El valor del sujeto o de la solubilidad impuesta del capitalismo

Temis Fabián Perea

09/06/2019

Volumen 5 - Nº 49 jun./2019
ISSN: 2422-2216

El valor del sujeto o de la solubilidad impuesta del capitalismo

Pensar los mecanismos de producción del sujeto es, en gran medida, acercase a entender el contexto relacional que los encamina a su proceso de enculturación.

Con contexto relacional, hago referencia a  cuáles son los parámetros sociales que dictaminan cierto espacio social sobre el lugar del sujeto en una sociedad y, seguidamente, sobre las relaciones de poder que acarrea el ocupar dicho espacio. De esta manera, la pregunta por los mecanismos que influyen en la forma en la que se dota de características sociales a un sujeto, transmuta en la observación de las características que componen las relaciones que circundan a los sujetos y dan forma a una organización social específica.
 
El panorama descrito hasta ahora  cobra mayor amplitud al abordarlo desde la perspectiva de un sistema económico globalizante: el incluir la categoría de dinero, a la manera del sistema capitalista, reconfigura las dinámicas relacionales de las sociedades en las cuales participa, de manera que estas formas de relaciones no estarán determinadas, en gran medida, por las dinámicas sociales del contexto particular, sino que estarían determinadas por las nuevas jerarquías impuestas por los modelos de poder económicos producto del capitalismo. Lo anterior devendría, como punto de partida y como meta de reproducción, en nuevos sujetos que responden a lugares específicos en las formas de organización que devienen del capitalismo. Para lograr este cometido- el del sujeto productor y reproductor de las formas de organización social mediadas por la economía capitalista- sería necesario crear un sujeto maleable, que responda a los estímulos necesarios para garantizar el mantenimiento de las posiciones jerárquicas que crea este sistema y, subsecuentemente, contribuir a  la acumulación progresiva de las posibilidades de ejercicio de poder de un grupo reducido de personas. Explorar las incógnitas que conllevan la producción de este sujeto maleable, a través del documental The True Cost (2015), será el objetivo orientador de este ensayo.
 
A manera de contexto breve, The True Cost, escrito y dirigido por Andrew Morgan, presenta un retrato de las relaciones socio-económicas establecidas desde países del llamado primer mundo con los países considerados como pertenecientes al tercero, a través de la descripción detallada del fast fashion[1] como instrumento por medio del cual, las grandes empresas de textiles- grupo Inditex, H&M, Mango…- pretenden resolver la paradoja capitalista: vender más productos a un menor precio.
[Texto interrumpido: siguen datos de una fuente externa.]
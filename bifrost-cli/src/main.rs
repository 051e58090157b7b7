//! bifrost: command-line reduction of BIFROST NeXus files.
#![allow(clippy::uninlined_format_args, clippy::cast_precision_loss)]

use bifrost_core::{Unit, Variable};
use bifrost_io::{read_lookup_table, write_lookup_table, NexusFile, ReductionConfig};
use bifrost_spectrometer::{QProjection, SimulationResults, TimeOfFlightLookupTable};
use clap::{Parser, Subcommand};
use log::{info, warn};
use std::path::{Path, PathBuf};
use std::time::Instant;
use thiserror::Error;

/// Result type for CLI operations.
type Result<T> = std::result::Result<T, CliError>;

/// CLI error types.
#[derive(Error, Debug)]
enum CliError {
    #[error("I/O error: {0}")]
    BifrostIo(#[from] bifrost_io::Error),

    #[error("Core error: {0}")]
    Core(#[from] bifrost_core::Error),
}

/// Data reduction for the BIFROST indirect-geometry spectrometer.
#[derive(Parser)]
#[command(name = "bifrost")]
#[command(author, version, about, long_about = None)]
struct Cli {
    /// Log debug output
    #[arg(short, long, global = true)]
    verbose: bool,

    #[command(subcommand)]
    command: Commands,
}

#[derive(Subcommand)]
enum Commands {
    /// Reduce a run to normalized events with energy and momentum transfer
    Reduce {
        /// Input NeXus file
        input: PathBuf,

        /// JSON reduction configuration
        #[arg(short, long)]
        config: Option<PathBuf>,

        /// Load at most this many detector triplets
        #[arg(short, long)]
        detectors: Option<usize>,

        /// Simulated neutrons when no lookup table file is configured
        #[arg(long, default_value = "1000000")]
        neutrons: usize,
    },

    /// Convert Bragg peak monitor events to elastic momentum transfer
    Elastic {
        /// Input NeXus file
        input: PathBuf,

        /// JSON reduction configuration
        #[arg(short, long)]
        config: Option<PathBuf>,

        /// Load at most this many detector triplets
        #[arg(short, long)]
        detectors: Option<usize>,

        /// Simulated neutrons when no lookup table file is configured
        #[arg(long, default_value = "1000000")]
        neutrons: usize,
    },

    /// List the components of a NeXus file
    Info {
        /// Input NeXus file
        input: PathBuf,
    },

    /// Build a time-of-flight lookup table from a source simulation
    LookupTable {
        /// Output HDF5 file
        #[arg(short, long)]
        output: PathBuf,

        /// JSON reduction configuration
        #[arg(short, long)]
        config: Option<PathBuf>,

        /// Number of simulated neutrons
        #[arg(short, long, default_value = "1000000")]
        neutrons: usize,
    },
}

fn load_config(path: Option<&Path>) -> Result<ReductionConfig> {
    match path {
        Some(path) => {
            info!("Reading configuration {}", path.display());
            Ok(ReductionConfig::from_file(path)?)
        }
        None => Ok(ReductionConfig::bifrost_defaults()),
    }
}

fn build_lookup_table(config: &ReductionConfig, neutrons: usize) -> Result<TimeOfFlightLookupTable> {
    let start = Instant::now();
    let simulation = SimulationResults::from_source(&config.source.source(), neutrons);
    let table = config.lookup_table_builder().build(&simulation)?;
    info!(
        "Built {}x{} lookup table from {} neutrons in {:.2}s ({:.1}% masked)",
        table.distance.len(),
        table.time.len(),
        neutrons,
        start.elapsed().as_secs_f64(),
        100.0 * table.masked_fraction()
    );
    Ok(table)
}

fn print_range(name: &str, values: &Variable, unit: &Unit) -> Result<()> {
    let values = values.to_unit(unit)?;
    match (values.nanmin()?, values.nanmax()?) {
        (Some(lo), Some(hi)) => println!("{name}: {lo:.4} to {hi:.4} {unit}"),
        _ => println!("{name}: no finite values"),
    }
    Ok(())
}

fn lookup_table(config: &ReductionConfig, neutrons: usize) -> Result<TimeOfFlightLookupTable> {
    match &config.time_of_flight.lookup_table {
        Some(path) => Ok(read_lookup_table(path)?),
        None => build_lookup_table(config, neutrons),
    }
}

fn reduce(input: &Path, config: &ReductionConfig, detectors: Option<usize>, neutrons: usize) -> Result<()> {
    let start = Instant::now();
    let table = lookup_table(config, neutrons)?;
    let nexus = NexusFile::open(input)?;
    let run = nexus.load_run(config, detectors)?;
    let workflow = config.workflow(table);
    let reduced = workflow.reduce(&run)?;

    println!("File: {}", input.display());
    println!("Triplets: {}", run.triplets.len());
    println!("Events: {}", reduced.events.event_count());
    println!("Total normalized counts: {:.6e} {}", reduced.events.total(), reduced.events.unit());
    let events = &reduced.events;
    print_range("energy_transfer", &events.event_coord("energy_transfer")?, &Unit::MILLI_ELECTRON_VOLT)?;
    print_range(
        "|Q|",
        &events.event_coord("sample_table_momentum_transfer")?.norm()?,
        &Unit::INVERSE_ANGSTROM,
    )?;
    print_range("a3", &events.event_coord("a3")?, &Unit::DEGREE)?;

    match workflow.sqw_pixels(&reduced, &config.incident_energy_bins(), config.output.sqw_bins) {
        Ok(pixels) => println!("SQW pixels: {}", pixels.len()),
        Err(bifrost_core::Error::Unsupported(reason)) => warn!("No SQW pixels: {reason}"),
        Err(e) => return Err(e.into()),
    }
    println!("Reduced in {:.2}s", start.elapsed().as_secs_f64());
    Ok(())
}

fn elastic(input: &Path, config: &ReductionConfig, detectors: Option<usize>, neutrons: usize) -> Result<()> {
    let start = Instant::now();
    let table = lookup_table(config, neutrons)?;
    let nexus = NexusFile::open(input)?;
    let run = nexus.load_run(config, detectors)?;
    let workflow = config.workflow(table);
    let events = workflow.elastic_q_map_events(&run, &QProjection::default())?;

    println!("File: {}", input.display());
    println!("Events: {}", events.event_count());
    print_range("|Q|", &events.event_coord("Q")?, &Unit::INVERSE_ANGSTROM)?;
    print_range("Q_parallel", &events.event_coord("Q_parallel")?, &Unit::INVERSE_ANGSTROM)?;
    print_range(
        "Q_perpendicular",
        &events.event_coord("Q_perpendicular")?,
        &Unit::INVERSE_ANGSTROM,
    )?;
    println!("Converted in {:.2}s", start.elapsed().as_secs_f64());
    Ok(())
}

fn info(input: &Path) -> Result<()> {
    let nexus = NexusFile::open(input)?;
    println!("File: {}", input.display());
    let components = nexus.summary()?;
    println!("{:<45} | {:<20}", "Component", "Class");
    println!("{:-<68}", "");
    for component in &components {
        println!("{:<45} | {:<20}", component.path, component.nx_class);
    }
    let count = |class: &str| components.iter().filter(|c| c.nx_class == class).count();
    println!(
        "Detectors: {}, analyzers: {}, monitors: {}, choppers: {}",
        count("NXdetector"),
        count("NXcrystal"),
        count("NXmonitor"),
        count("NXdisk_chopper")
    );
    Ok(())
}

fn main() -> Result<()> {
    let cli = Cli::parse();
    let level = if cli.verbose { "debug" } else { "info" };
    env_logger::Builder::from_env(env_logger::Env::default().default_filter_or(level)).init();

    match cli.command {
        Commands::Reduce {
            input,
            config,
            detectors,
            neutrons,
        } => {
            let config = load_config(config.as_deref())?;
            reduce(&input, &config, detectors, neutrons)?;
        }

        Commands::Elastic {
            input,
            config,
            detectors,
            neutrons,
        } => {
            let config = load_config(config.as_deref())?;
            elastic(&input, &config, detectors, neutrons)?;
        }

        Commands::Info { input } => info(&input)?,

        Commands::LookupTable {
            output,
            config,
            neutrons,
        } => {
            let config = load_config(config.as_deref())?;
            let table = build_lookup_table(&config, neutrons)?;
            write_lookup_table(&output, &table)?;
            println!("Wrote lookup table to {}", output.display());
        }
    }
    Ok(())
}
Para lograr el ejercicio de este dispositivo mercantil, las tiendas de fast fashion se mueven en un sistema capitalista que funciona, a grandes rasgos, de la siguiente manera: gracias a las políticas de libre mercado sostenidas por los países en los que se encuentran estas compañías, es posible crear “talleres satélites” en países con salarios mínimos y costos de vida bajos en comparación a los de las empresas de origen, lo que les permite, no solo generar mayor ingresos por un producto pagado con el lucro que representa el ingreso per cápita de un país del “primer mundo”, con la inversión de bajo costo que supone la mano de obra del “tercero”[2], sino, además conlleva una serie de reorganizaciones de poder que benefician de manera unilateral a la empresa del fast fashion: en un país como Bangladesh, sede de una buena parte de los talleres de las empresas mencionadas, el PIB es de  686.598 millones de dólares, en comparación con los 20.413 billones de dólares de Estados Unidos, a lo cual se suma la tasa de desempleo del 40% total de Bangladesh, la perspectiva de acceder a una fuente de ingresos implica el sometimiento a circunstancias de dominación en donde la fuerza de opresión ejercida por los dueños de las empresas de fast fashion es replicada de forma exponencial por los dueños de los talleres de confección de las prendas.
 
A este panorama de desigualdad económica y los cambios en las relaciones de poder que acarrea, debe añadirse un abanderado importante del capitalismo para la producción de sujetos maleables: el concepto de “desarrollo”: Benjamin Powell, director del Instituto de Libre Comercio de la Universidad de Texas, menciona en The True Cost, que “[…] Las  causa inmediatas del desarrollo son: capital físico, tecnología y capital humano” (2015). De lo anterior se infiere que el proyecto económico propuesto por el fast fashion  y, a la par, sus consecuencias sociales, es justificado a partir de la premisa de la generación de empleo. Visto desde una postura decolonial, la noción de la ficción del desarrollo (Escobar 2014) ha sido un elemento útil para el capitalismo tanto como herramienta discursiva que permite atraer mano de obra barata, como dispositivo publicitario que facilita la venta de un ideal estético occidental que es susceptible de ser obtenido por aquellos que no lo poseen, a través de la adquisición de bienes materiales,  que no solo promocionan la idea de un físico particular, deseado y atractivo sino que, además, tal como menciona el sicólogo  Tim Kasser, durante su intervención en el documental referido, acarrean consigo la idea de bienestar, de desarrollo, que deviene de la idealización de las formas de vida de las sociedades del primer mundo, vendidas a través de una estética particular comunicada mediante mecanismos publicitarios (Beck et al., 1997). De esta forma, el capitalismo avanza en su proyecto de construcción de sujetos que respondan a sus dinámicas particulares, en tanto que les moldea como entes dispuestos a ser dotados de las nociones hegemónicas de desarrollo que devienen de este sistema económico.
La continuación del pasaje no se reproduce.